C.A.I. Arqueometría, Complutense University, Prof. Aranguren s/n, 28040, Madrid, Spain.
Sci Rep. 2019 Nov 8;9(1):16301. doi: 10.1038/s41598-019-52807-0.
Historically wolves and humans have had a conflictive relationship which has driven the wolf to extinction in some areas across Northern America and Europe. The last decades have seen a rise of multiple government programs to protect wolf populations. Nevertheless, these programs have been controversial in rural areas, product of the predation of livestock by carnivores. As a response to such issues, governments have presented large scale economic plans to compensate the respected owners. The current issue lies in the lack of reliable techniques that can be used to detect the predator responsible for livestock predation. This has led to complications when obtaining subsidies, creating conflict between landowners and government officials. The objectives of this study therefore are to provide a new alternative approach to differentiating between tooth marks of different predators responsible for livestock predation. Here we present the use of geometric morphometrics and Machine Learning algorithms to discern between different carnivores through in depth analysis of the tooth marks they leave on bone. These results present high classification rates with up to 100% accuracy in some cases, successfully differentiating between wolves, dogs and fox tooth marks.

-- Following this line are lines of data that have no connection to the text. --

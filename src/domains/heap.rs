//! Binary min-heap domain with insert/extract producers.

use serde::{Deserialize, Serialize};

use crate::trace::{
    Counters, Domain, Event, EventKind, ModelState, Recording, Reducer, TraceRecorder,
};
use crate::view::{Mark, TreeNode, ViewModel};

pub const HEAP_OPERATIONS: &[&str] = &[
    "insert(x): a.append(x); i = n - 1",
    "  while i > 0 and a[i] < a[parent(i)]:",
    "    swap(a[i], a[parent(i)]); i = parent(i)",
    "extract(): if n == 0: underflow",
    "  min = a[0]; a[0] = a[n-1]; n = n - 1",
    "  while the smaller child c of i is < a[i]:",
    "    swap(a[i], a[c]); i = c",
];

/// Scripted input operation.
#[derive(Debug, Clone, Copy, PartialEq, Eq, Serialize, Deserialize)]
#[serde(tag = "op", content = "value", rename_all = "snake_case")]
pub enum HeapOp {
    Insert(i64),
    ExtractMin,
}

#[derive(Debug, Clone, PartialEq, Eq, Serialize, Deserialize)]
#[serde(tag = "type", rename_all = "snake_case")]
pub enum HeapEvent {
    Initialize { values: Vec<i64> },
    /// Append a value as the last leaf.
    Append { value: i64 },
    Compare { i: usize, j: usize },
    Swap { i: usize, j: usize },
    /// Remove the root and move the last leaf into its place.
    Extract { value: i64 },
    Underflow,
    Complete,
}

impl EventKind for HeapEvent {
    fn tag(&self) -> &'static str {
        match self {
            HeapEvent::Initialize { .. } => "initialize",
            HeapEvent::Append { .. } => "append",
            HeapEvent::Compare { .. } => "compare",
            HeapEvent::Swap { .. } => "swap",
            HeapEvent::Extract { .. } => "extract",
            HeapEvent::Underflow => "underflow",
            HeapEvent::Complete => "complete",
        }
    }
}

#[derive(Debug, Clone, PartialEq, Eq, Serialize)]
pub struct HeapState {
    /// Heap array in level order.
    pub values: Vec<i64>,
    /// Values removed so far, in extraction order.
    pub extracted: Vec<i64>,
    pub error: Option<String>,
    pub complete: bool,
    pub counters: Counters,
}

impl HeapState {
    pub fn new(values: Vec<i64>) -> Self {
        Self {
            values,
            extracted: Vec::new(),
            error: None,
            complete: false,
            counters: Counters::default(),
        }
    }
}

impl ModelState for HeapState {
    fn counters(&self) -> Counters {
        self.counters
    }

    fn error(&self) -> Option<&str> {
        self.error.as_deref()
    }
}

#[derive(Debug, Clone, Copy, Default)]
pub struct HeapDomain;

impl Reducer for HeapDomain {
    type Kind = HeapEvent;
    type State = HeapState;

    fn reduce(&self, state: &HeapState, event: &Event<HeapEvent>) -> HeapState {
        let mut next = state.clone();
        let len = next.values.len();

        match &event.kind {
            HeapEvent::Initialize { values } => {
                next = HeapState {
                    counters: state.counters,
                    ..HeapState::new(values.clone())
                };
            }
            HeapEvent::Append { value } => {
                next.values.push(*value);
                next.counters.writes += 1;
            }
            HeapEvent::Compare { .. } => {
                next.counters.comparisons += 1;
                next.counters.reads += 2;
            }
            HeapEvent::Swap { i, j } => {
                if *i < len && *j < len {
                    next.values.swap(*i, *j);
                }
                next.counters.swaps += 1;
                next.counters.writes += 2;
            }
            HeapEvent::Extract { value } => {
                if !next.values.is_empty() {
                    next.values.swap_remove(0);
                    next.extracted.push(*value);
                }
                next.counters.reads += 1;
                next.counters.writes += 1;
            }
            HeapEvent::Underflow => {
                next.error = Some(UNDERFLOW.to_string());
            }
            HeapEvent::Complete => {
                next.complete = true;
            }
        }

        next
    }
}

impl Domain for HeapDomain {
    fn view(&self, state: &HeapState) -> ViewModel {
        let nodes = state
            .values
            .iter()
            .enumerate()
            .map(|(index, &value)| TreeNode {
                index,
                value,
                parent: parent(index),
                depth: depth(index),
                mark: if state.error.is_some() {
                    Mark::Error
                } else {
                    Mark::Idle
                },
            })
            .collect();
        ViewModel::Tree {
            nodes,
            error: state.error.clone(),
        }
    }
}

const UNDERFLOW: &str = "Heap underflow: cannot extract from an empty heap";

fn parent(index: usize) -> Option<usize> {
    (index > 0).then(|| (index - 1) / 2)
}

fn depth(index: usize) -> usize {
    (usize::BITS - (index + 1).leading_zeros() - 1) as usize
}

/// Record `ops` against an initially empty min-heap.
///
/// Extracting from an empty heap is terminal.
pub fn run_operations(ops: &[HeapOp]) -> Recording<HeapEvent, HeapState> {
    let mut a: Vec<i64> = Vec::new();
    let mut recorder = TraceRecorder::new();

    for op in ops {
        match *op {
            HeapOp::Insert(value) => {
                a.push(value);
                let mut i = a.len() - 1;
                recorder.record(
                    Event::new(HeapEvent::Append { value }, format!("Insert {value}"))
                        .at_line(0)
                        .with_modified([i]),
                );
                while let Some(p) = parent(i) {
                    recorder.record(
                        Event::new(
                            HeapEvent::Compare { i, j: p },
                            format!("Compare {} with parent {}", a[i], a[p]),
                        )
                        .at_line(1)
                        .with_active([i, p]),
                    );
                    if a[i] >= a[p] {
                        break;
                    }
                    recorder.record(
                        Event::new(
                            HeapEvent::Swap { i, j: p },
                            format!("Sift {} up", a[i]),
                        )
                        .at_line(2)
                        .with_modified([i, p]),
                    );
                    a.swap(i, p);
                    i = p;
                }
            }
            HeapOp::ExtractMin => {
                let Some(&min) = a.first() else {
                    recorder.record(Event::new(HeapEvent::Underflow, UNDERFLOW).at_line(3));
                    return recorder.finish(HeapState::new(Vec::new()));
                };
                a.swap_remove(0);
                recorder.record(
                    Event::new(HeapEvent::Extract { value: min }, format!("Extract minimum {min}"))
                        .at_line(4)
                        .with_modified([0]),
                );
                sift_down(&mut a, &mut recorder);
            }
        }
    }

    recorder.record(Event::new(HeapEvent::Complete, "All operations done"));
    recorder.finish(HeapState::new(Vec::new()))
}

fn sift_down(a: &mut [i64], recorder: &mut TraceRecorder<HeapEvent>) {
    let n = a.len();
    let mut i = 0;
    loop {
        let mut smallest = i;
        for child in [2 * i + 1, 2 * i + 2] {
            if child >= n {
                continue;
            }
            recorder.record(
                Event::new(
                    HeapEvent::Compare {
                        i: child,
                        j: smallest,
                    },
                    format!("Compare {} with {}", a[child], a[smallest]),
                )
                .at_line(5)
                .with_active([child, smallest]),
            );
            if a[child] < a[smallest] {
                smallest = child;
            }
        }
        if smallest == i {
            return;
        }
        recorder.record(
            Event::new(
                HeapEvent::Swap { i, j: smallest },
                format!("Sift {} down", a[i]),
            )
            .at_line(6)
            .with_modified([i, smallest]),
        );
        a.swap(i, smallest);
        i = smallest;
    }
}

从历史上看,狼和人类之间一直存在着冲突关系,这种关系导致狼在北美的一些地区和欧洲灭绝。过去几十年,出现了多个政府项目来保护狼群。然而,这些项目在农村地区引起了争议,这是因为肉食动物捕食家畜。作为对这些问题的回应,政府提出了大规模的经济计划来补偿受尊敬的所有者。目前的问题在于缺乏可靠的技术,无法检测到负责家畜捕食的捕食者。这在获得补贴时带来了复杂性,导致了土地所有者和政府官员之间的冲突。因此,本研究的目的是提供一种新的替代方法,以区分不同的捕食者对家畜捕食的齿痕。在这里,我们通过深入分析不同肉食动物在骨头上留下的齿痕,提出了使用几何形态计量学和机器学习算法来区分不同肉食动物的方法。这些结果在某些情况下表现出了很高的分类准确率,高达 100%,成功地区分了狼、狗和狐狸的齿痕。